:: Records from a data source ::
# # #

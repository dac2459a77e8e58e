//! Conversion of extracted events into [`BookedRange`]s.

use riadops_core::{BookedRange, day_after};

use super::extract::ExtractedEvent;

/// Converts an extracted event into a booked range.
///
/// An event without an end date blocks its start date only, so its end is
/// the following calendar day.
pub fn normalize_event(event: ExtractedEvent) -> BookedRange {
    let end = event.end.unwrap_or_else(|| day_after(event.start));
    BookedRange {
        start: event.start,
        end,
        summary: event.summary,
    }
}

/// Normalizes every event, keeping document order and duplicates.
pub fn normalize_events(events: Vec<ExtractedEvent>) -> Vec<BookedRange> {
    events.into_iter().map(normalize_event).collect()
}
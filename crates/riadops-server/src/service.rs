//! Availability service: room directory plus feed aggregation.
//!
//! Shared by the HTTP handlers and the one-shot `feeds` command.

use std::sync::Arc;

use chrono::{DateTime, Utc};
use riadops_core::{Room, RoomAvailability};
use riadops_feeds::FeedAggregator;
use serde::{Deserialize, Serialize};
use tracing::{error, info};

use crate::config::AppConfig;
use crate::error::{ServerError, ServerResult};
use crate::rooms::{RoomColumns, load_rooms};
use crate::store::{CsvTableStore, TableStore};

/// Aggregate availability report.
#[derive(Debug, Clone, PartialEq, Eq, Serialize, Deserialize)]
#[serde(rename_all = "camelCase")]
pub struct FeedsReport {
    /// False only when the room list could not be read.
    pub success: bool,
    /// When the report was assembled.
    pub fetched_at: DateTime<Utc>,
    /// One entry per room, in table order.
    pub rooms: Vec<RoomAvailability>,
    /// Aggregate failure message.
    #[serde(default, skip_serializing_if = "Option::is_none")]
    pub error: Option<String>,
}

impl FeedsReport {
    /// Creates a successful report.
    pub fn ok(rooms: Vec<RoomAvailability>) -> Self {
        Self {
            success: true,
            fetched_at: Utc::now(),
            rooms,
            error: None,
        }
    }

    /// Creates a failed report with no rooms.
    pub fn failure(error: impl Into<String>) -> Self {
        Self {
            success: false,
            fetched_at: Utc::now(),
            rooms: Vec::new(),
            error: Some(error.into()),
        }
    }
}

/// Loads rooms from the store and collects their feed availability.
pub struct AvailabilityService {
    store: Arc<dyn TableStore>,
    aggregator: FeedAggregator,
    rooms_table: String,
    columns: RoomColumns,
}

impl std::fmt::Debug for AvailabilityService {
    fn fmt(&self, f: &mut std::fmt::Formatter<'_>) -> std::fmt::Result {
        f.debug_struct("AvailabilityService")
            .field("aggregator", &self.aggregator)
            .field("rooms_table", &self.rooms_table)
            .finish_non_exhaustive()
    }
}

impl AvailabilityService {
    /// Creates a service from its parts.
    pub fn new(store: Arc<dyn TableStore>, aggregator: FeedAggregator) -> Self {
        Self {
            store,
            aggregator,
            rooms_table: "Rooms".to_string(),
            columns: RoomColumns::default(),
        }
    }

    /// Builds the service described by `config`: CSV store and HTTP feeds.
    pub fn from_config(config: &AppConfig) -> ServerResult<Self> {
        let store = CsvTableStore::new(&config.store.dir);
        let aggregator = FeedAggregator::from_config(&config.feeds.to_feed_config())?;

        Ok(Self::new(Arc::new(store), aggregator)
            .with_rooms_table(&config.store.rooms_table)
            .with_columns(config.store.columns.clone()))
    }

    /// Builder: set the room table name.
    pub fn with_rooms_table(mut self, table: impl Into<String>) -> Self {
        self.rooms_table = table.into();
        self
    }

    /// Builder: set the room table's column names.
    pub fn with_columns(mut self, columns: RoomColumns) -> Self {
        self.columns = columns;
        self
    }

    /// Reads the room list.
    ///
    /// The store is synchronous, so the read runs on the blocking pool.
    pub async fn rooms(&self) -> ServerResult<Vec<Room>> {
        let store = Arc::clone(&self.store);
        let table = self.rooms_table.clone();
        let columns = self.columns.clone();

        tokio::task::spawn_blocking(move || load_rooms(store.as_ref(), &table, &columns))
            .await
            .map_err(|e| ServerError::internal(format!("room table read failed: {}", e)))?
    }

    /// Collects availability for every room, or only `room_id` if given.
    ///
    /// Per-room feed failures are recorded on the room; the only error is
    /// failing to read the room list.
    pub async fn availability(&self, room_id: Option<&str>) -> ServerResult<Vec<RoomAvailability>> {
        let mut rooms = self.rooms().await?;
        if let Some(id) = room_id {
            rooms.retain(|room| room.id == id);
        }

        info!(rooms = rooms.len(), "Collecting room availability");
        Ok(self.aggregator.collect(&rooms).await)
    }

    /// Builds the aggregate report.
    pub async fn report(&self, room_id: Option<&str>) -> FeedsReport {
        match self.availability(room_id).await {
            Ok(rooms) => FeedsReport::ok(rooms),
            Err(e) => {
                error!(error = %e, "Failed to read room list");
                FeedsReport::failure(e.to_string())
            }
        }
    }
}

# # #

:: Problem details ::
Start with the line above that contains "Ok(Self::new(Arc::new(store), aggregator)" and end with the line that contains "room table name.". Write out those lines exactly, and only those.

:: Output below ::
        Ok(Self::new(Arc::new(store), aggregator)
            .with_rooms_table(&config.store.rooms_table)
            .with_columns(config.store.columns.clone()))
    }

    /// Builder: set the room table name.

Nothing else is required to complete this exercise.